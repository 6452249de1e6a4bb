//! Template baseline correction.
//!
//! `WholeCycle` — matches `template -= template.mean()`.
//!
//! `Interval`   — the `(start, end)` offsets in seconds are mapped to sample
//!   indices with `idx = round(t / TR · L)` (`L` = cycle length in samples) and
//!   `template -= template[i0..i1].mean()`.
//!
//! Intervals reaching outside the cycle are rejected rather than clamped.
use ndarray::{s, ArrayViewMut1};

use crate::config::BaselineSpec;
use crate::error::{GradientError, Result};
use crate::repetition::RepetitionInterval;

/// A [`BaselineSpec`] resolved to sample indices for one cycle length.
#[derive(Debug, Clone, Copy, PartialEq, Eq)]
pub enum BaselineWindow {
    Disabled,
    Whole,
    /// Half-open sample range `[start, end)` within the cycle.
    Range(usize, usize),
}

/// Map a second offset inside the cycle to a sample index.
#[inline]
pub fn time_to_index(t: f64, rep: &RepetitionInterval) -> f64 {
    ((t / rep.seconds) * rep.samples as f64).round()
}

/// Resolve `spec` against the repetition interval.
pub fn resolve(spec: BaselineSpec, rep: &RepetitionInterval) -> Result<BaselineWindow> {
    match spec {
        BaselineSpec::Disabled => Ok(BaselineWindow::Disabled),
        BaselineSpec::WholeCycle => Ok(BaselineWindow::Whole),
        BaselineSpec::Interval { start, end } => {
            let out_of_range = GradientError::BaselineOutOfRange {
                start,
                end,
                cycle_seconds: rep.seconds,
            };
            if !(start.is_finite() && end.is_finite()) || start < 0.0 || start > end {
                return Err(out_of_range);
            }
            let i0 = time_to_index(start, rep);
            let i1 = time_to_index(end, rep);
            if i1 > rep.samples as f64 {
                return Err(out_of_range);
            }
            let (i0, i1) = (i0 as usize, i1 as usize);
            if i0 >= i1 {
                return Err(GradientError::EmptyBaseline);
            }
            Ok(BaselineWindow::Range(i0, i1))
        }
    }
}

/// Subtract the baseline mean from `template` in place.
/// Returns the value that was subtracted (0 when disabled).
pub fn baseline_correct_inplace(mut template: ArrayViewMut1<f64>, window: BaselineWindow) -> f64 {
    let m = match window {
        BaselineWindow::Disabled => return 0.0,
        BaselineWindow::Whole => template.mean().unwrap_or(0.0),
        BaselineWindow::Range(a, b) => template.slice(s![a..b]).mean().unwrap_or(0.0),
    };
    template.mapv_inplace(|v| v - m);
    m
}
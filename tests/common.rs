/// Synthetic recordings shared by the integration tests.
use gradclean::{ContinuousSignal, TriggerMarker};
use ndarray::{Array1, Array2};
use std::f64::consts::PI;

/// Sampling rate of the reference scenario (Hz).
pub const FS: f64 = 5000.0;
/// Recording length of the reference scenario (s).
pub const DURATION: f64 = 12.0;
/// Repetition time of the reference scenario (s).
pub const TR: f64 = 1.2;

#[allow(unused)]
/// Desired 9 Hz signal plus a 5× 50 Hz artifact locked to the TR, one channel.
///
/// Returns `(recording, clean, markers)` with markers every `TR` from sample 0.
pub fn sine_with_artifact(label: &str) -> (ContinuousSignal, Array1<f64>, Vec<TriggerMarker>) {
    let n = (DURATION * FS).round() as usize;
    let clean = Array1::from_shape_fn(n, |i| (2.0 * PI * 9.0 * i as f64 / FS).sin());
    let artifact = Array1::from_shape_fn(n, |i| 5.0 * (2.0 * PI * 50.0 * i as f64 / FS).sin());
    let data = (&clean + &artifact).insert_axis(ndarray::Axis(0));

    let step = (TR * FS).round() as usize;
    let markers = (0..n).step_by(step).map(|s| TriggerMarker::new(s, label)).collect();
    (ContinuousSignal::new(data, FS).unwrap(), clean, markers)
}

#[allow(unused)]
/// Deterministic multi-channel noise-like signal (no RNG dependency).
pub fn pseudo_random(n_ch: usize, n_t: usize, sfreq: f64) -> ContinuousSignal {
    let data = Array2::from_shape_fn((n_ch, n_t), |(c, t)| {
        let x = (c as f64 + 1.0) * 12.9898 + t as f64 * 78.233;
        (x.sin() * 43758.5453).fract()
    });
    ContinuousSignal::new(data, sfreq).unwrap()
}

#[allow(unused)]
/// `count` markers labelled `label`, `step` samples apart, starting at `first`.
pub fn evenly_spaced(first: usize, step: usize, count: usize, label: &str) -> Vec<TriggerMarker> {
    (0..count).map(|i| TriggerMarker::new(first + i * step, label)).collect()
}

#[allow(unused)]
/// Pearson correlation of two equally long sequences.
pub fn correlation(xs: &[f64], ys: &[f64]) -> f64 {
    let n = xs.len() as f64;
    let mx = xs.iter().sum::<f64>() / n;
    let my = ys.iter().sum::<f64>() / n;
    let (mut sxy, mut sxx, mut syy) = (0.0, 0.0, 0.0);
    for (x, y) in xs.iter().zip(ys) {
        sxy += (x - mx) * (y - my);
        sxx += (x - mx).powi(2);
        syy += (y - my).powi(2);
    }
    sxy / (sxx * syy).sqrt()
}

To do: Using the listing above, return all lines where the word "DURATION" occurs.

Exercise response:
pub const DURATION: f64 = 12.0;
    let n = (DURATION * FS).round() as usize;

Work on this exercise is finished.